«En aquel tiempo, dijo Jesús a sus discípulos: “Cuando recéis, no uséis muchas palabras, como los gentiles, que se imaginan que por hablar mucho les harán caso. No seas como ellos, pues vuestro Padre sabe lo que os hace falta antes de que lo pidáis. Vosotros rezad así: ‘Padre nuestro del cielo, santificado sea tu nombre, venga tu reino, hágase tu voluntad en la tierra como en el cielo, danos hoy el pan nuestro de cada día, perdónanos nuestras ofensas, pues nosotros hemos perdonado a los que nos han ofendido, no nos dejes caer en la tentación, sino líbranos del Maligno’. Porque si perdonáis a los demás sus culpas, también vuestro Padre del cielo os perdonará a vosotros. Pero si no perdonáis a los demás, tampoco vuestro Padre perdonará vuestras culpas.» (Mt 6,7-15)
Los discípulos de Jesús, como hebreos que eran y pertenecientes al pueblo elegido, eran conocedores de las Escrituras y habituados a la oración. Pero en contacto con el Señor, viéndole a Él rezar, se dan cuenta que no lo saben hacer, que rezar es otra cosa muy distinta a esa rutina con la que ellos rezaban; de tal manera que no se resisten a pedirle: “Maestro, enséñanos a rezar…”, y Él les mostrará la oración más hermosa que jamás se haya pronunciado, el Padre nuestro, prototipo de toda oración.

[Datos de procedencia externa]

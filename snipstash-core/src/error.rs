use thiserror::Error;

/// Errors returned by [`SnippetStore`](crate::SnippetStore) operations.
///
/// Every failure is local to the call that produced it; the store is left
/// consistent and nothing is retried.
#[derive(Debug, Clone, PartialEq, Eq, Error)]
pub enum StoreError {
    /// A required input was missing or empty
    #[error("invalid argument: {0}")]
    InvalidArgument(String),

    /// Nothing active matched the lookup
    #[error("not found: {0}")]
    NotFound(Missing),
}

/// What a [`StoreError::NotFound`] failed to find.
#[derive(Debug, Clone, Copy, PartialEq, Eq, Error)]
pub enum Missing {
    /// The owner has no bucket at all
    #[error("no snippets for owner")]
    Owner,

    /// The owner had a bucket, but every snippet in it had expired
    #[error("no active snippets for owner")]
    ActiveSnippets,

    /// The id is unknown for this owner, or the snippet has expired
    #[error("snippet not found or expired")]
    Snippet,
}

impl StoreError {
    pub(crate) fn invalid(what: &str) -> Self {
        StoreError::InvalidArgument(format!("{what} cannot be empty"))
    }
}
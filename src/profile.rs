//! Public profile views and the follow toggle. Follow edges are directed
//! and asymmetric: A following B says nothing about B following A.

use serde::Serialize;
use tracing::debug;

use crate::error::Error;
use crate::store::Store;
use crate::users::models::User;

#[derive(Debug, Clone, PartialEq, Eq, Serialize)]
pub struct Profile {
    pub username: String,
    pub bio: Option<String>,
    pub image: Option<String>,
    pub following: bool,
}

impl Profile {
    pub(crate) fn of(user: &User, following: bool) -> Profile {
        Profile {
            username: user.username.clone(),
            bio: user.bio.clone(),
            image: user.image.clone(),
            following,
        }
    }
}

pub fn get_profile(
    store: &dyn Store,
    viewer: Option<&User>,
    username: &str,
) -> Result<Profile, Error> {
    let user = store.user_by_username(username)?.ok_or(Error::NotFound)?;
    let following = match viewer {
        Some(viewer) => store.is_following(viewer.id, user.id)?,
        None => false,
    };
    Ok(Profile::of(&user, following))
}

/// Fails with `SelfFollow` before touching the store when `follower` names
/// their own profile; otherwise an idempotent edge insert.
pub fn follow(store: &dyn Store, follower: &User, username: &str) -> Result<Profile, Error> {
    let followed = store.user_by_username(username)?.ok_or(Error::NotFound)?;
    if follower.id == followed.id {
        return Err(Error::SelfFollow);
    }
    store.insert_follow(follower.id, followed.id)?;
    debug!(follower = follower.id, followed = followed.id, "follow edge added");
    Ok(Profile::of(&followed, true))
}

/// Idempotent: unfollowing an account the user never followed is a no-op.
pub fn unfollow(store: &dyn Store, follower: &User, username: &str) -> Result<Profile, Error> {
    let followed = store.user_by_username(username)?.ok_or(Error::NotFound)?;
    store.delete_follow(follower.id, followed.id)?;
    debug!(follower = follower.id, followed = followed.id, "follow edge removed");
    Ok(Profile::of(&followed, false))
}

Los bautizados somos cristianos, hijos de Dios. Ciertamente lo somos, el Bautismo confiere en nosotros una señal imborrable. Pero mirando a Jesucristo, escuchándole, uno se da cuenta de que la señal estará pero que hijos, lo que se dice hijos, con esa genética tan particular e inconfundible… no sé. Quizás lo que hacemos a diario es coger la herencia del Bautismo y marchar por ahí a vivir de las rentas. Quizás no lo hagamos con la nitidez del hijo pródigo que se marcha tirándole al Padre a la cara sus palabras, quizás nosotros lo hacemos a la chita callando y, algunos, hasta con cara de buenos.
Leyendo con calma la Palabra de hoy, y a poco que entremos en nuestro interior, dan ganas de hacer lo mismo que los discípulos con la oración: pedirle a Cristo que nos enseñe a ser hijos como Él lo es, a vivir como tales en la casa del Padre desde hoy mismo, a perdonar a los demás sus culpas como Él nos perdona a nosotros, a cargar con ellas como Cristo ha cargado con las nuestras, y a abandonar tanta palabrería, tanta pretensión de erudición. A dejar de creer que por mucho hablar vamos ser alguien. A vivir mirándole de hito en hito, descansando todo en Él, como auténticos hijos de Dios ¡Pues lo somos!
Padre, danos la seña de identidad de esta filiación, el amor que en tu hijo Jesús nos has mostrado. Enséñanos Padre, para que no se nos pase la vida siendo como un címbalo que resuena, comprobando a diario que sin amar, nada nos aprovecha.
Sé que nos lo quieres conceder…, porque eres nuestro Padre.